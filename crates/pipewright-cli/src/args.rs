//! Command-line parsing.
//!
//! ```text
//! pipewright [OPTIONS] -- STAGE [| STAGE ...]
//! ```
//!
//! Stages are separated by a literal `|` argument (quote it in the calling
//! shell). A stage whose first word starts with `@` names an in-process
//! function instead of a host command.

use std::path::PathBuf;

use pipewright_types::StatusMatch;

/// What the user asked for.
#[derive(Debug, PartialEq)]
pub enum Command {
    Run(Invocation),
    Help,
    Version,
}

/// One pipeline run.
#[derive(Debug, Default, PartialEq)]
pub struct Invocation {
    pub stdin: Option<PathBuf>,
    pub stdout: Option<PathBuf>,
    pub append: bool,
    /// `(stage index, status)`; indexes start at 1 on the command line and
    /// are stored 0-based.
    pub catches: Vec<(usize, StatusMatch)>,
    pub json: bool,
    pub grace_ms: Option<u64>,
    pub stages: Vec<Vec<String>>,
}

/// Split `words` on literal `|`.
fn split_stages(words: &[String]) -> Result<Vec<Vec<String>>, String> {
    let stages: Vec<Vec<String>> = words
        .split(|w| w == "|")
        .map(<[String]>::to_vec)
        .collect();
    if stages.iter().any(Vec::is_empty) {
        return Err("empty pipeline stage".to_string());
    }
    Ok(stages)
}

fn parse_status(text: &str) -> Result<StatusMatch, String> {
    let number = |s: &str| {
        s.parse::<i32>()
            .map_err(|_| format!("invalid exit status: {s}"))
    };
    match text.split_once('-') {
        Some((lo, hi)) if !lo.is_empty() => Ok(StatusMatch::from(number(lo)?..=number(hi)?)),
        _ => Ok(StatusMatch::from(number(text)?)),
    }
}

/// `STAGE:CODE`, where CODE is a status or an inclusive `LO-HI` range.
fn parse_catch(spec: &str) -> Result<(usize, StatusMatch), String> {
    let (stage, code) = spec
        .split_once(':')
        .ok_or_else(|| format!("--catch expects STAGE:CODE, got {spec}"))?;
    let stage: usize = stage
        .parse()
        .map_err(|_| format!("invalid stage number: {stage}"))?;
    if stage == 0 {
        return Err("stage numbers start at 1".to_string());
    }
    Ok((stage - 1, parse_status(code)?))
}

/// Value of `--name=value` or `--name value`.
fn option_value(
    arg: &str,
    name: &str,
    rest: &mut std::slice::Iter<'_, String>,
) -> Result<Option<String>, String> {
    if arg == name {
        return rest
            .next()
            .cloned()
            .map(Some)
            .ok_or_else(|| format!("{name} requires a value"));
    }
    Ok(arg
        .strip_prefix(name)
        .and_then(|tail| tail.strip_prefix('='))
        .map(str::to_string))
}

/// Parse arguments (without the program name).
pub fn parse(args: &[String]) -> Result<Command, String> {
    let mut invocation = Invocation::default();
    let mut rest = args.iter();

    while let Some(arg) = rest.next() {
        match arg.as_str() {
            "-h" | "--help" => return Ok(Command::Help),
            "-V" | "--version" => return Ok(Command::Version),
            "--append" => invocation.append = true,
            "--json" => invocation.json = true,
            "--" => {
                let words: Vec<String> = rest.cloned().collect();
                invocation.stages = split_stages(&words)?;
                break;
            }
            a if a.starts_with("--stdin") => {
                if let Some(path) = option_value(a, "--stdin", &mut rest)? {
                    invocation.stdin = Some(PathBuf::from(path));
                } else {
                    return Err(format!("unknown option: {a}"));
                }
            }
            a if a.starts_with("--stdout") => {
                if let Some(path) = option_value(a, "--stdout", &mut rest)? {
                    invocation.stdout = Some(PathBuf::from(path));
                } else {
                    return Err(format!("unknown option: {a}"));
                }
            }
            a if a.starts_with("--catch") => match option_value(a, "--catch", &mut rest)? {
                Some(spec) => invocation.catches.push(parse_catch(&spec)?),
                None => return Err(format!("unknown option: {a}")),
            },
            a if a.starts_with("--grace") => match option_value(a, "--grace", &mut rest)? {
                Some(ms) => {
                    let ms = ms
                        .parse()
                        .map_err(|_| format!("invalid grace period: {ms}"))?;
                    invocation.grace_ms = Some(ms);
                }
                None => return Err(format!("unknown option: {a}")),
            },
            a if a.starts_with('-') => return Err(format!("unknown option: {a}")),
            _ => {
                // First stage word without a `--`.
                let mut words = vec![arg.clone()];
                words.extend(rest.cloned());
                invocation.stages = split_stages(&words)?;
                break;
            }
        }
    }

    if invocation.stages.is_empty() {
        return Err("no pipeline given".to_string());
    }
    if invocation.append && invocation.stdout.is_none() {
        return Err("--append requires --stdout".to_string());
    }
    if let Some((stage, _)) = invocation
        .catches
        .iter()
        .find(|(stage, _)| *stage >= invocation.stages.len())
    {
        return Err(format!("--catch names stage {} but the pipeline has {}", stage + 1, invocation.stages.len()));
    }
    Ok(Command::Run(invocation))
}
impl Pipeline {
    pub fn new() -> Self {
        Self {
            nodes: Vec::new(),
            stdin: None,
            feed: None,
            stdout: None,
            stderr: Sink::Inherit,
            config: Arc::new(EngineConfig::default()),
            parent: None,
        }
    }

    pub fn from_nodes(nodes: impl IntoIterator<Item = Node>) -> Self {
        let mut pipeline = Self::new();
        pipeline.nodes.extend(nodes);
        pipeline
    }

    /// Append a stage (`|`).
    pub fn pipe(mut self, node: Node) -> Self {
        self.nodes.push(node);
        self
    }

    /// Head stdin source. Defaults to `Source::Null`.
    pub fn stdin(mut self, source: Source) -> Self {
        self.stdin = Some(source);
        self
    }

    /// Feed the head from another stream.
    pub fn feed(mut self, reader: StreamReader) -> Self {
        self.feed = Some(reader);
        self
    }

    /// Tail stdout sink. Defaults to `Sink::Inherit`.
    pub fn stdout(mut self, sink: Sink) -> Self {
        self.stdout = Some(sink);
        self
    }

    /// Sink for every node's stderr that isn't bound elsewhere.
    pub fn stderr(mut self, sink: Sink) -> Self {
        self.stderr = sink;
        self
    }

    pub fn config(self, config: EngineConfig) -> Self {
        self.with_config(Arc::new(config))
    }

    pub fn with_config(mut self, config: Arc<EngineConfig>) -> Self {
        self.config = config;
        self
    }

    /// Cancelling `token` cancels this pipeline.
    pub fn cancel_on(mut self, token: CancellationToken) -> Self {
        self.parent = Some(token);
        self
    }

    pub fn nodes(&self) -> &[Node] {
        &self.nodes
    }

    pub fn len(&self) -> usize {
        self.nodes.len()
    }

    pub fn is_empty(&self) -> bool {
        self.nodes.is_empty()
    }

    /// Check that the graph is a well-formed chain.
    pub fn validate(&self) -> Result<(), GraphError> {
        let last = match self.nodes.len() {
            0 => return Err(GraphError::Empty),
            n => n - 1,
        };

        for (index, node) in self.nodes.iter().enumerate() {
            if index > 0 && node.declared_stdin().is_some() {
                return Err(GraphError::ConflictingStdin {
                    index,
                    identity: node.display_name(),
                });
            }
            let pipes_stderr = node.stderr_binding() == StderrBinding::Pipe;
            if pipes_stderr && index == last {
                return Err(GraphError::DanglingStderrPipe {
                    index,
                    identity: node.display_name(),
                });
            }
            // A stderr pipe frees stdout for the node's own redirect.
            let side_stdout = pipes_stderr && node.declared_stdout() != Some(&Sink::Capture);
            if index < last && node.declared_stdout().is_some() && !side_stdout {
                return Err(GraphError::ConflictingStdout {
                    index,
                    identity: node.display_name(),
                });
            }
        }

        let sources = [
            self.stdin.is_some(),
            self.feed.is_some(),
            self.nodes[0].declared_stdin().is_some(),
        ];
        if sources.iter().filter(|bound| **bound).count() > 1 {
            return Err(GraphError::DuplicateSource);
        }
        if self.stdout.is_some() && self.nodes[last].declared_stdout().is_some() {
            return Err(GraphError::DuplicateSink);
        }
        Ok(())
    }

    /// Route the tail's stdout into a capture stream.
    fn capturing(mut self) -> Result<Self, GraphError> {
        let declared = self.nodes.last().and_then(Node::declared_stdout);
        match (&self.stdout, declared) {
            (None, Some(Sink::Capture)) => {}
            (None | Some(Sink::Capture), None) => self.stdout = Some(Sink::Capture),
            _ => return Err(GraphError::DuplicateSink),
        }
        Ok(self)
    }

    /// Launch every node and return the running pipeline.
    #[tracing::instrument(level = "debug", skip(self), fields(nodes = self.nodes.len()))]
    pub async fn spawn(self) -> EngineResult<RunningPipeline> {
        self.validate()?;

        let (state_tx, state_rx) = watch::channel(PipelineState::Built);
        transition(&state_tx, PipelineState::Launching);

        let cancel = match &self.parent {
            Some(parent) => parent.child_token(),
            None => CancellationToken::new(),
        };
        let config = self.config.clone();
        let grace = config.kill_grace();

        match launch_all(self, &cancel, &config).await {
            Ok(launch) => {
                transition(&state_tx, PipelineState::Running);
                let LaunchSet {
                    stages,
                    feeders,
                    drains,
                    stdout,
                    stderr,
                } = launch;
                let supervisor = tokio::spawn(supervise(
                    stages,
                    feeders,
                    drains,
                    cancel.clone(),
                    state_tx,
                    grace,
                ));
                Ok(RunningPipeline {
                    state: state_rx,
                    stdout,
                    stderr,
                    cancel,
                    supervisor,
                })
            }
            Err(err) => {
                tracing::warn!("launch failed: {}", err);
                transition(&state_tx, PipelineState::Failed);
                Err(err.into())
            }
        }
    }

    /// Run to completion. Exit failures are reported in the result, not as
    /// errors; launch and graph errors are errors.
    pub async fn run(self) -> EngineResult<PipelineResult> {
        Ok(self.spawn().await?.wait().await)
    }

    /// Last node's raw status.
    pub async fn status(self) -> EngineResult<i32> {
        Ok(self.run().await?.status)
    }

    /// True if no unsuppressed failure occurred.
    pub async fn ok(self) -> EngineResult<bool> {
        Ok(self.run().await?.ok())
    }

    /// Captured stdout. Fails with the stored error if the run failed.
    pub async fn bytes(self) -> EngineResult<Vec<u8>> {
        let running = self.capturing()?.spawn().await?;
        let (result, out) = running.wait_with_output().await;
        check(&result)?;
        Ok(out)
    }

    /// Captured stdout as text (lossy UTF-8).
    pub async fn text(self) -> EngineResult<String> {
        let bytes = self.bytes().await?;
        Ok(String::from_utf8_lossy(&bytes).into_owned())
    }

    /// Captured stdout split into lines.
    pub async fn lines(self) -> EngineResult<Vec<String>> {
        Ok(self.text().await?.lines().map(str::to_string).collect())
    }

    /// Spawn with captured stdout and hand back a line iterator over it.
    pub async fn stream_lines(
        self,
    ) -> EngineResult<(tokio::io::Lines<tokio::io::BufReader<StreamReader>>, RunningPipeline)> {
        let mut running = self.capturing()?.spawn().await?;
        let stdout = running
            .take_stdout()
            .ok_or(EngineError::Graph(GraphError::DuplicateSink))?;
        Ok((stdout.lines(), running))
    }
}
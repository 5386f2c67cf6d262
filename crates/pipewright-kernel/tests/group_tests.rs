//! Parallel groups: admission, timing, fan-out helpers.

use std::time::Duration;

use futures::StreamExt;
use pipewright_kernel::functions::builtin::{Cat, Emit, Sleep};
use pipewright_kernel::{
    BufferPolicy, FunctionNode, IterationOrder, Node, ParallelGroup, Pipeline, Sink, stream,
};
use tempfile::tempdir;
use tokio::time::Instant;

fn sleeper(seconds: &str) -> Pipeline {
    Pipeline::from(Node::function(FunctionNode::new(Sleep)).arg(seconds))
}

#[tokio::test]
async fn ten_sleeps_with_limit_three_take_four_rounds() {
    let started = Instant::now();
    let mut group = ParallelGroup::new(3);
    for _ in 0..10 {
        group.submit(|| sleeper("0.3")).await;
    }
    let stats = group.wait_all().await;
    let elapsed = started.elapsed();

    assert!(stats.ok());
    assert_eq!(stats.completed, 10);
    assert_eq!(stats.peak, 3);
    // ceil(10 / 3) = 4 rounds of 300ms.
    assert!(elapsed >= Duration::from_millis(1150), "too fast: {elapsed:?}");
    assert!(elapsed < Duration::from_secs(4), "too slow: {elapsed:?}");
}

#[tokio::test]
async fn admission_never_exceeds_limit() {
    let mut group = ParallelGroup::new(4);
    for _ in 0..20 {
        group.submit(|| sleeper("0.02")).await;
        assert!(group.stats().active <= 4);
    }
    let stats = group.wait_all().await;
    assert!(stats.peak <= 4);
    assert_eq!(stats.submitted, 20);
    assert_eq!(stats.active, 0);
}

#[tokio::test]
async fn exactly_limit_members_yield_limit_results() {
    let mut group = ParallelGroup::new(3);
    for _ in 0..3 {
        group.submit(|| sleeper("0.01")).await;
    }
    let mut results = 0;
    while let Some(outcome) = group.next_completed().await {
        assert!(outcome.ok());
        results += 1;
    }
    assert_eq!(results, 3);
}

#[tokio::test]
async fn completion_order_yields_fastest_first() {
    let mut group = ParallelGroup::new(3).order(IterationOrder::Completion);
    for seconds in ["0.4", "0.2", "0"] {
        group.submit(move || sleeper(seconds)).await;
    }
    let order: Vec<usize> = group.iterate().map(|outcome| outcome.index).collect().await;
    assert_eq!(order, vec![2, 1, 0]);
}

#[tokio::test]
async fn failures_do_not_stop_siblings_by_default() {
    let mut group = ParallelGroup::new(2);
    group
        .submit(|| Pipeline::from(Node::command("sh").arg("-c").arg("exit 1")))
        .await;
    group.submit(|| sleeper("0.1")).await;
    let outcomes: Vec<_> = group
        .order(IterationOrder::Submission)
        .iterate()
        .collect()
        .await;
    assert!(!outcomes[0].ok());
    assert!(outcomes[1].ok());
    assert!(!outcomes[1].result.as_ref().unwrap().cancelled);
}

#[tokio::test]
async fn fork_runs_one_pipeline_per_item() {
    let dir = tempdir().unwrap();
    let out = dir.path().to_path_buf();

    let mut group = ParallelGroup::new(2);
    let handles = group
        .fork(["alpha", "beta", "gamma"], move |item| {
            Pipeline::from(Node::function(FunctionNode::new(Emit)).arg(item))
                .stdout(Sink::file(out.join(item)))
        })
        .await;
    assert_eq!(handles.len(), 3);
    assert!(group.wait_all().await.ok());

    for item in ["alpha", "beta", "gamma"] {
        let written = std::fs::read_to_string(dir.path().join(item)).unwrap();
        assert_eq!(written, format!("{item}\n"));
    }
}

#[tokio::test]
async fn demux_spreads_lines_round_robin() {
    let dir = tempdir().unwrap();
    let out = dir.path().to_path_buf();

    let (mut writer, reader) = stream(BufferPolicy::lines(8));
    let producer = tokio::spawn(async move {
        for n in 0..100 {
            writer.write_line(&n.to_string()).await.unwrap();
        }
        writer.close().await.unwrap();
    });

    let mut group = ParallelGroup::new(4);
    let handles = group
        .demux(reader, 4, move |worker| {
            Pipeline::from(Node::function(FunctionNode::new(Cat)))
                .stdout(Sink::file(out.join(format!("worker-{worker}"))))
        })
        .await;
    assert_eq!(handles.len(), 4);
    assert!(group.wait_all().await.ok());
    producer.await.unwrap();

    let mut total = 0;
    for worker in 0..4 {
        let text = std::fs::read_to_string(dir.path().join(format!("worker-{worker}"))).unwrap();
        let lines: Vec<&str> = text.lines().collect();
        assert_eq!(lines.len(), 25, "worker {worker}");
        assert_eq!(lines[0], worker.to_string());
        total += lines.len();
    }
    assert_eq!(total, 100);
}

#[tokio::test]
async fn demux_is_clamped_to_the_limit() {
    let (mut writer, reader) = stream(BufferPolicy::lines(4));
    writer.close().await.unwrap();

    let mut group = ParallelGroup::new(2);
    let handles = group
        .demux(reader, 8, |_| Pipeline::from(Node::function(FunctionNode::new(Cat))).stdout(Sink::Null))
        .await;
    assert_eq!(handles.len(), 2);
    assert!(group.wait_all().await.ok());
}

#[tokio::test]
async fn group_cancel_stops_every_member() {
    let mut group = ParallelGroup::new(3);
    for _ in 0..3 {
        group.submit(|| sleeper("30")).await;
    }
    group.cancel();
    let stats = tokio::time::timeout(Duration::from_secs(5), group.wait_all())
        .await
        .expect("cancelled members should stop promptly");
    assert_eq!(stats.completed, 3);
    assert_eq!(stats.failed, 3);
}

# # # # # # #

**TASK DETAILS**
Only lines that include "parent" belong in the answer; return them from the entries above.

**ANSWER SECTION**
            parent: None,
        self.parent = Some(token);
        let cancel = match &self.parent {
            Some(parent) => parent.child_token(),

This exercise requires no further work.